* _TASK DATA_
+++

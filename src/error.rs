// src/error.rs
use std::path::PathBuf;
use thiserror::Error;

/// A string that is not one of an enum's known wire values.
#[derive(Error, Debug, Clone, PartialEq, Eq)]
#[error("unrecognized {kind} value: {value:?}")]
pub struct UnknownValue {
    pub kind: &'static str,
    pub value: String,
}

/// The registry already holds `u32::MAX`, so no fresh id exists.
#[derive(Error, Debug, Clone, PartialEq, Eq)]
#[error("no gem id left to allocate for {key:?} (largest id is {max})")]
pub struct IdsExhausted {
    pub key: String,
    pub max: u32,
}

/// The page did not look the way the extractor expects, or a row could not
/// be given an id.
#[derive(Error, Debug, Clone, PartialEq, Eq)]
pub enum MarkupError {
    #[error("section #{0} not found in document")]
    MissingSection(&'static str),

    /// `expected` names the precondition; `path` is the ancestor chain of the
    /// element that failed it.
    #[error("{expected} (at {path})")]
    Structure { expected: &'static str, path: String },

    #[error("{source} (at {path})")]
    UnknownGemType { source: UnknownValue, path: String },

    #[error("level text {text:?} is not of the form (<digits>) (at {path})")]
    BadLevel { text: String, path: String },

    #[error("invalid selector {css:?}: {reason}")]
    Selector { css: &'static str, reason: String },

    #[error(transparent)]
    Ids(#[from] IdsExhausted),
}

#[derive(Error, Debug)]
pub enum Error {
    #[error("IO error on {}: {source}", .path.display())]
    Io { path: PathBuf, source: std::io::Error },

    #[error("malformed registry {}: {source}", .path.display())]
    Registry { path: PathBuf, source: serde_json::Error },

    #[error("malformed registry {}: {reason}", .path.display())]
    RegistryInvalid { path: PathBuf, reason: String },

    #[error(transparent)]
    Markup(#[from] MarkupError),

    #[error("JSON error: {0}")]
    Json(#[from] serde_json::Error),
}

impl Error {
    pub fn io(path: impl Into<PathBuf>, source: std::io::Error) -> Self {
        Error::Io { path: path.into(), source }
    }
}

pub type Result<T, E = Error> = std::result::Result<T, E>;
// src/file.rs

use std::{
    fs::{self, File},
    io::{BufWriter, Write},
    path::Path,
};

use crate::data::Gem;
use crate::error::{Error, Result};

/// Read the saved page into memory.
pub fn read_html(path: &Path) -> Result<String> {
    fs::read_to_string(path).map_err(|e| Error::io(path, e))
}

/// Write the gem records as one compact JSON array, creating the parent
/// directory if needed. Overwrites any existing file.
pub fn write_gems_json(path: &Path, gems: &[Gem]) -> Result<()> {
    ensure_parent(path)?;
    let file = File::create(path).map_err(|e| Error::io(path, e))?;
    let mut out = BufWriter::new(file);
    serde_json::to_writer(&mut out, gems)?;
    out.flush().map_err(|e| Error::io(path, e))?;
    Ok(())
}

pub fn ensure_parent(path: &Path) -> Result<()> {
    if let Some(parent) = path.parent() {
        if !parent.as_os_str().is_empty() {
            ensure_directory(parent)?;
        }
    }
    Ok(())
}

pub fn ensure_directory(dir: &Path) -> Result<()> {
    if dir.exists() && !dir.is_dir() {
        let msg = format!("path exists but is not a directory: {}", dir.display());
        return Err(Error::io(dir, std::io::Error::other(msg)));
    }
    if !dir.exists() {
        fs::create_dir_all(dir).map_err(|e| Error::io(dir, e))?;
    }
    Ok(())
}
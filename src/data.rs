// src/data.rs
//
// Gem records and the set they accumulate into during one run.
//
// - Gem:     one output record. Everything but `categories` is fixed when the
//            gem is first seen; later sightings only add a category.
// - GemSet:  id → Gem, kept in first-seen order so the JSON array follows
//            the page.

use std::collections::{BTreeSet, HashMap};
use std::fmt;
use std::str::FromStr;

use serde::{Deserialize, Serialize};

use crate::error::UnknownValue;

/// Coarse colour/kind of a gem, taken from the class on the icon cell.
#[derive(Clone, Copy, Debug, PartialEq, Eq, Hash, PartialOrd, Ord, Serialize, Deserialize)]
pub enum GemType {
    #[serde(rename = "gem_red")]
    Red,
    #[serde(rename = "gem_green")]
    Green,
    #[serde(rename = "gem_blue")]
    Blue,
    /// Hybrid or item-granted
    #[serde(rename = "gemitem")]
    Special,
}

impl GemType {
    pub const ALL: [GemType; 4] = [GemType::Red, GemType::Green, GemType::Blue, GemType::Special];

    pub fn as_str(&self) -> &'static str {
        match self {
            GemType::Red => "gem_red",
            GemType::Green => "gem_green",
            GemType::Blue => "gem_blue",
            GemType::Special => "gemitem",
        }
    }
}

impl FromStr for GemType {
    type Err = UnknownValue;

    fn from_str(s: &str) -> Result<Self, Self::Err> {
        GemType::ALL
            .into_iter()
            .find(|t| t.as_str() == s)
            .ok_or_else(|| UnknownValue { kind: "gem type", value: s!(s) })
    }
}

impl fmt::Display for GemType {
    fn fmt(&self, f: &mut fmt::Formatter<'_>) -> fmt::Result {
        f.write_str(self.as_str())
    }
}

/// Which section of the page a gem was listed under.
#[derive(Clone, Copy, Debug, PartialEq, Eq, Hash, PartialOrd, Ord, Serialize, Deserialize)]
#[serde(rename_all = "lowercase")]
pub enum GemCategory {
    Skill,
    Support,
    /// Declared for consumers; no section is scraped for it yet.
    Meta,
    Spirit,
}

impl GemCategory {
    pub const ALL: [GemCategory; 4] = [
        GemCategory::Skill,
        GemCategory::Support,
        GemCategory::Meta,
        GemCategory::Spirit,
    ];

    pub fn as_str(&self) -> &'static str {
        match self {
            GemCategory::Skill => "skill",
            GemCategory::Support => "support",
            GemCategory::Meta => "meta",
            GemCategory::Spirit => "spirit",
        }
    }
}

impl FromStr for GemCategory {
    type Err = UnknownValue;

    fn from_str(s: &str) -> Result<Self, Self::Err> {
        GemCategory::ALL
            .into_iter()
            .find(|c| c.as_str() == s)
            .ok_or_else(|| UnknownValue { kind: "gem category", value: s!(s) })
    }
}

impl fmt::Display for GemCategory {
    fn fmt(&self, f: &mut fmt::Formatter<'_>) -> fmt::Result {
        f.write_str(self.as_str())
    }
}

#[derive(Clone, Debug, PartialEq, Eq, Serialize, Deserialize)]
pub struct Gem {
    pub id: u32,
    pub name: String,
    pub icon_url: String,
    pub level: u32,
    pub tags: BTreeSet<String>,
    pub categories: BTreeSet<GemCategory>,
    pub type_basic: GemType,
}

impl Gem {
    /// A support gem must not be listed under any other section.
    pub fn is_bad_support(&self) -> bool {
        self.categories.contains(&GemCategory::Support) && self.categories.len() != 1
    }
}

/// Gems accumulated over one extraction, keyed by id, in first-seen order.
#[derive(Clone, Debug, Default)]
pub struct GemSet {
    gems: Vec<Gem>,
    index: HashMap<u32, usize>,
}

impl GemSet {
    pub fn new() -> Self { Self::default() }

    pub fn len(&self) -> usize { self.gems.len() }
    pub fn is_empty(&self) -> bool { self.gems.is_empty() }

    pub fn get(&self, id: u32) -> Option<&Gem> {
        self.index.get(&id).map(|&i| &self.gems[i])
    }

    /// Insert a first sighting. Returns false (and keeps the existing record)
    /// if the id is already present.
    pub fn insert(&mut self, gem: Gem) -> bool {
        if self.index.contains_key(&gem.id) {
            return false;
        }
        self.index.insert(gem.id, self.gems.len());
        self.gems.push(gem);
        true
    }

    /// Record another sighting of a known gem. Only the category set grows.
    pub fn add_category(&mut self, id: u32, category: GemCategory) -> bool {
        match self.index.get(&id) {
            Some(&i) => {
                self.gems[i].categories.insert(category);
                true
            }
            None => false,
        }
    }

    pub fn iter(&self) -> impl Iterator<Item = &Gem> { self.gems.iter() }

    pub fn as_slice(&self) -> &[Gem] { &self.gems }

    /// Support gems that also carry another category.
    pub fn support_violations(&self) -> Vec<&Gem> {
        self.gems.iter().filter(|g| g.is_bad_support()).collect()
    }
}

+++

* _YOUR TASK_
Check every line of the entries above, and copy those that carry the string "Deserialize".

* _WRITTEN REPLY_
use serde::{Deserialize, Serialize};
#[derive(Clone, Copy, Debug, PartialEq, Eq, Hash, PartialOrd, Ord, Serialize, Deserialize)]
#[derive(Clone, Copy, Debug, PartialEq, Eq, Hash, PartialOrd, Ord, Serialize, Deserialize)]
#[derive(Clone, Debug, PartialEq, Eq, Serialize, Deserialize)]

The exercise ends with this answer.